The ADME studies of the top 40 molecules were carried out using SwissADME software (http://www.swissadme.ch/, accessed on 3 January 2021). The leading novel chalcone molecules were identified on the basis of their drug-like properties. All the screened molecules were drug-like molecules as per Lipinski’s rule of five (HB donor ≤ 5, HB acceptor ≤ 10, logPo/w < 5, MW < 500). These drug-like properties are critical for BBB (blood–brain barrier) permeability and, subsequently, the activity of CNS. These molecules displayed a crucial ADME profile with rationalized physicochemical and pharmacokinetic properties (Table 1). The parameters including TPSA, Log P consensus, and Log S ESOL indicated the polarity, lipophilicity, and solubility of the analogs. Further, all molecules exhibited high gastrointestinal absorption, ensuring their significant bioavailability. The anticipated ADME (Absorption, Distribution, Metabolism, and Excretion) profile indicated that all of the highest-ranking molecules possessed drug-like characteristics.

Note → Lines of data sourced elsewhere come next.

//! The coordinator: owner of every data source's worker.
//!
//! A single task holds the worker map and mutates it only in response to
//! [`Command`]s sent through a [`CoordinatorHandle`]. Ad-hoc range imports
//! are fanned out on their own task so the loop keeps serving
//! registrations while they run.

use crate::gate::ConcurrencyGate;
use crate::importer::{ImportContext, PrometheusImporter, RunResult};
use crate::reconcile::{reconcile, Reconcile};
use crate::worker::WorkerHandle;
use chrono::{DateTime, Utc};
use metering_core::{DataSourceSpec, Error, ImportDefaults, ResolvedSource, Result};
use serde::Serialize;
use std::collections::BTreeMap;
use std::sync::Arc;
use telemetry::metrics;
use tokio::sync::{mpsc, oneshot};
use tokio::task::{JoinHandle, JoinSet};
use tokio_util::sync::CancellationToken;
use tracing::{debug, error, info, warn};

const COMMAND_BUFFER: usize = 64;

/// Outcome of an ad-hoc import for one data source.
#[derive(Debug, Clone, PartialEq, Eq, Serialize)]
#[serde(rename_all = "camelCase")]
pub struct ImportResult {
    pub data_source: String,
    pub windows: usize,
    pub metrics_imported: usize,
}

#[derive(Debug, Clone, Copy, PartialEq, Eq, Serialize)]
#[serde(rename_all = "snake_case")]
pub enum SourceKind {
    Prometheus,
    Disabled,
    AwsBilling,
}

/// A registered data source as seen from outside the coordinator.
#[derive(Debug, Clone, PartialEq, Serialize)]
pub struct DataSourceStatus {
    pub name: String,
    pub kind: SourceKind,
    #[serde(skip_serializing_if = "Option::is_none")]
    pub table: Option<String>,
    #[serde(skip_serializing_if = "Option::is_none")]
    pub interval_secs: Option<u64>,
    pub last_timestamp: Option<DateTime<Utc>>,
}

enum Command {
    Upsert {
        spec: DataSourceSpec,
        reply: oneshot::Sender<Result<()>>,
    },
    Remove {
        name: String,
        reply: oneshot::Sender<bool>,
    },
    Trigger {
        start: DateTime<Utc>,
        end: DateTime<Utc>,
        reply: oneshot::Sender<Result<Vec<ImportResult>>>,
    },
    List {
        reply: oneshot::Sender<Vec<Listing>>,
    },
}

struct Listing {
    name: String,
    kind: SourceKind,
    importer: Option<(Arc<PrometheusImporter>, std::time::Duration)>,
}

/// Cheap, cloneable access to a running coordinator.
#[derive(Debug, Clone)]
pub struct CoordinatorHandle {
    tx: mpsc::Sender<Command>,
}

impl CoordinatorHandle {
    async fn request<T>(&self, command: impl FnOnce(oneshot::Sender<T>) -> Command) -> Result<T> {
        let (reply, rx) = oneshot::channel();
        self.tx
            .send(command(reply))
            .await
            .map_err(|_| Error::CoordinatorUnavailable)?;
        rx.await.map_err(|_| Error::CoordinatorUnavailable)
    }

    /// Register a data source or apply a changed spec to a registered one.
    pub async fn upsert_data_source(&self, spec: DataSourceSpec) -> Result<()> {
        self.request(|reply| Command::Upsert { spec, reply }).await?
    }

    /// Forget a data source, stopping its worker. Returns whether it existed.
    pub async fn remove_data_source(&self, name: &str) -> Result<bool> {
        let name = name.to_string();
        self.request(|reply| Command::Remove { name, reply }).await
    }

    /// Import `[start, end)` for every registered importer and wait for all
    /// of them. Fails with the first per-source error.
    pub async fn trigger_import(
        &self,
        start: DateTime<Utc>,
        end: DateTime<Utc>,
    ) -> Result<Vec<ImportResult>> {
        if start >= end {
            return Err(Error::config("start time must be before end time"));
        }
        self.request(|reply| Command::Trigger { start, end, reply })
            .await?
    }

    /// Every registered data source, in name order.
    pub async fn data_sources(&self) -> Result<Vec<DataSourceStatus>> {
        let listings = self.request(|reply| Command::List { reply }).await?;

        let mut statuses = Vec::with_capacity(listings.len());
        for listing in listings {
            let mut status = DataSourceStatus {
                name: listing.name,
                kind: listing.kind,
                table: None,
                interval_secs: None,
                last_timestamp: None,
            };
            if let Some((importer, interval)) = listing.importer {
                status.table = Some(importer.config().await.table);
                status.interval_secs = Some(interval.as_secs());
                status.last_timestamp = importer.last_timestamp().await;
            }
            statuses.push(status);
        }
        Ok(statuses)
    }
}

struct Entry {
    resolved: ResolvedSource,
    worker: Option<WorkerHandle>,
}

/// Owns the worker map. Constructed and driven by [`Coordinator::spawn`].
pub struct Coordinator {
    ctx: ImportContext,
    defaults: ImportDefaults,
    gate: ConcurrencyGate,
    cancel: CancellationToken,
    sources: BTreeMap<String, Entry>,
    triggers: JoinSet<()>,
}

impl Coordinator {
    /// Start the event loop. It runs until `cancel` fires, then stops every
    /// worker and waits for in-flight ad-hoc imports before the returned
    /// task completes.
    pub fn spawn(
        ctx: ImportContext,
        defaults: ImportDefaults,
        gate: ConcurrencyGate,
        cancel: CancellationToken,
    ) -> (CoordinatorHandle, JoinHandle<()>) {
        let (tx, rx) = mpsc::channel(COMMAND_BUFFER);
        let coordinator = Self {
            ctx,
            defaults,
            gate,
            cancel: cancel.child_token(),
            sources: BTreeMap::new(),
            triggers: JoinSet::new(),
        };
        let task = tokio::spawn(coordinator.run(rx));
        (CoordinatorHandle { tx }, task)
    }

    async fn run(mut self, mut rx: mpsc::Receiver<Command>) {
        info!(gate_capacity = self.gate.capacity(), "Coordinator started");

        loop {
            tokio::select! {
                biased;
                _ = self.cancel.cancelled() => break,
                Some(_) = self.triggers.join_next(), if !self.triggers.is_empty() => {}
                command = rx.recv() => match command {
                    Some(command) => self.handle(command).await,
                    None => break,
                },
            }
        }

        self.shutdown().await;
    }

    async fn handle(&mut self, command: Command) {
        match command {
            Command::Upsert { spec, reply } => {
                let name = spec.name.clone();
                let result = self.upsert(spec).await;
                if let Err(e) = &result {
                    warn!(data_source = %name, error = %e, "Rejected data source");
                }
                let _ = reply.send(result);
            }
            Command::Remove { name, reply } => {
                let _ = reply.send(self.remove(&name).await);
            }
            Command::Trigger { start, end, reply } => self.trigger(start, end, reply),
            Command::List { reply } => {
                let listings = self
                    .sources
                    .iter()
                    .map(|(name, entry)| Listing {
                        name: name.clone(),
                        kind: kind_of(&entry.resolved),
                        importer: entry
                            .worker
                            .as_ref()
                            .map(|w| (w.importer().clone(), w.interval())),
                    })
                    .collect();
                let _ = reply.send(listings);
            }
        }
    }

    async fn upsert(&mut self, spec: DataSourceSpec) -> Result<()> {
        let resolved = spec.resolve(&self.defaults)?;
        let name = spec.name;

        let entry = self.sources.entry(name.clone()).or_insert(Entry {
            resolved: ResolvedSource::Disabled,
            worker: None,
        });

        // The running import, not the last spec, is what the worker reflects.
        let current = entry
            .resolved
            .import()
            .filter(|_| entry.worker.is_some())
            .cloned();

        match reconcile(current.as_ref(), resolved.import()) {
            Reconcile::Noop => {
                debug!(data_source = %name, "Data source unchanged");
            }
            Reconcile::Start(import) => {
                let importer = Arc::new(PrometheusImporter::new(
                    name.clone(),
                    import.config,
                    self.ctx.clone(),
                ));
                entry.worker = Some(WorkerHandle::spawn(
                    importer,
                    self.gate.clone(),
                    import.interval,
                    &self.cancel,
                ));
                info!(data_source = %name, "Data source registered");
            }
            Reconcile::Update(config) => {
                if let Some(worker) = &entry.worker {
                    worker.importer().update_config(config).await;
                }
            }
            Reconcile::Restart { config, interval } => {
                if let Some(old) = entry.worker.take() {
                    let importer = old.importer().clone();
                    old.stop().await;
                    importer.update_config(config).await;
                    entry.worker = Some(WorkerHandle::spawn(
                        importer,
                        self.gate.clone(),
                        interval,
                        &self.cancel,
                    ));
                    info!(
                        data_source = %name,
                        interval_secs = interval.as_secs(),
                        "Worker restarted with new interval"
                    );
                }
            }
            Reconcile::Stop => {
                if let Some(old) = entry.worker.take() {
                    old.stop().await;
                }
                info!(data_source = %name, "Data source no longer imported");
            }
        }

        entry.resolved = resolved;
        self.update_worker_gauge();
        Ok(())
    }

    async fn remove(&mut self, name: &str) -> bool {
        let Some(entry) = self.sources.remove(name) else {
            return false;
        };
        if let Some(worker) = entry.worker {
            worker.stop().await;
        }
        metrics().remove_data_source(name);
        self.update_worker_gauge();
        info!(data_source = %name, "Data source removed");
        true
    }

    fn trigger(
        &mut self,
        start: DateTime<Utc>,
        end: DateTime<Utc>,
        reply: oneshot::Sender<Result<Vec<ImportResult>>>,
    ) {
        let importers: Vec<_> = self
            .sources
            .values()
            .filter_map(|entry| entry.worker.as_ref())
            .map(|worker| worker.importer().clone())
            .collect();

        metrics().adhoc_imports.inc();
        info!(
            start = %start,
            end = %end,
            data_sources = importers.len(),
            "Ad-hoc import requested"
        );

        let gate = self.gate.clone();
        let cancel = self.cancel.clone();
        self.triggers.spawn(async move {
            let result = fan_out(importers, gate, cancel, start, end).await;
            let _ = reply.send(result);
        });
    }

    fn update_worker_gauge(&self) {
        let running = self.sources.values().filter(|e| e.worker.is_some()).count();
        metrics().active_workers.set(running as u64);
    }

    async fn shutdown(mut self) {
        info!(workers = self.sources.len(), "Coordinator stopping");
        self.cancel.cancel();

        for (_, entry) in std::mem::take(&mut self.sources) {
            if let Some(worker) = entry.worker {
                worker.stop().await;
            }
        }
        while let Some(joined) = self.triggers.join_next().await {
            if let Err(e) = joined {
                error!("Ad-hoc import task failed: {}", e);
            }
        }

        metrics().active_workers.set(0);
        info!("Coordinator stopped");
    }
}

async fn fan_out(
    importers: Vec<Arc<PrometheusImporter>>,
    gate: ConcurrencyGate,
    cancel: CancellationToken,
    start: DateTime<Utc>,
    end: DateTime<Utc>,
) -> Result<Vec<ImportResult>> {
    let mut runs = JoinSet::new();
    for (index, importer) in importers.into_iter().enumerate() {
        let gate = gate.clone();
        let cancel = cancel.clone();
        runs.spawn(async move {
            let result: RunResult = match gate.acquire(&cancel).await {
                Ok(_permit) => importer.import_range(&cancel, start, end, true).await,
                Err(e) => Err(crate::importer::ImportError {
                    windows_processed: 0,
                    source: e,
                }),
            };
            (index, importer.name().to_string(), result)
        });
    }

    let mut outcomes = Vec::with_capacity(runs.len());
    while let Some(joined) = runs.join_next().await {
        let outcome = joined.map_err(|e| Error::internal(format!("ad-hoc import task: {}", e)))?;
        outcomes.push(outcome);
    }
    outcomes.sort_by_key(|(index, _, _)| *index);

    let mut results = Vec::with_capacity(outcomes.len());
    for (_, name, result) in outcomes {
        match result {
            Ok(summary) => results.push(ImportResult {
                data_source: name,
                windows: summary.windows,
                metrics_imported: summary.metrics_imported,
            }),
            Err(e) => return Err(Error::for_data_source(name, e.into_inner())),
        }
    }
    Ok(results)
}

fn kind_of(resolved: &ResolvedSource) -> SourceKind {
    match resolved {
        ResolvedSource::Prometheus(_) => SourceKind::Prometheus,
        ResolvedSource::Disabled => SourceKind::Disabled,
        ResolvedSource::AwsBilling => SourceKind::AwsBilling,
    }
}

2.3. Molecular Docking Studies

AChE is composed of a long channel split into two parts: the peripheral anionic site (PAS) and the catalytic anionic site (CAS). Within the PAS, the amino acids Trp279, Arg289, and Phe330 play critical roles. Meanwhile, the CAS features the catalytic triad consisting of Ser200, Glu327, and His440, along with other significant amino acids like Trp84, Gly119, and Tyr121 [42]. Docking analysis for the screened chalcone molecules was carried out to investigate their interaction with the active gorge of the AChE. The PS1 was also subjected to docking analysis in order to analyze the interactions of the common moiety with the AChE protein. All the molecules had good binding energies and crucial interactions with the amino acids at both sites (CAS and PAS) of the AChE enzyme. Interestingly, all the analogs have good docking scores as compared to the standard drug (−51.89 Kcal/mol). All of the molecules showed interactions with the His440 and Ser200 residues of the catalytic triad via Pi-alkyl interactions, C-H bond formation, or Van der Waals interactions, including key interactions with Trp84, Gly119, and Tyr121. These molecules also interacted via Phe330, Tyr130, Trp279, and Arg289 of PAS. However, PS1 lags in terms of binding affinity (−31.90 Kcal/mol) toward the binding site, possibly due to the absence of amine groups and thus relatively smaller size. The binding energies of PS4, PS5, and PS (810) (−52.28 to −63.75 Kcal/mol) were better than the donepezil. Although PS3, PS6, and PS7 showed similar binding energy levels (−51.01 to −51.43 Kcal/mol) as donepezil, they interacted with more of the key amino acids. The designed analogs showed significant interactions at both active subsites of AChE, namely PAS (Phe330, Tyr130, Trp279, and Arg289) and CAS (Trp84, Gly119, Tyr121). The docking analysis suggests that the presence of varied amines alters the compounds’ binding affinity with enzymes. The dimethyl-substituted analog (PS2) exerted the least binding energy (−49.39 Kcal/mol) compared to the other amine-substituted analogs. The leading analogs with isosteric replacements were identified (Table 2) and were subjected to synthesis and biological evaluations.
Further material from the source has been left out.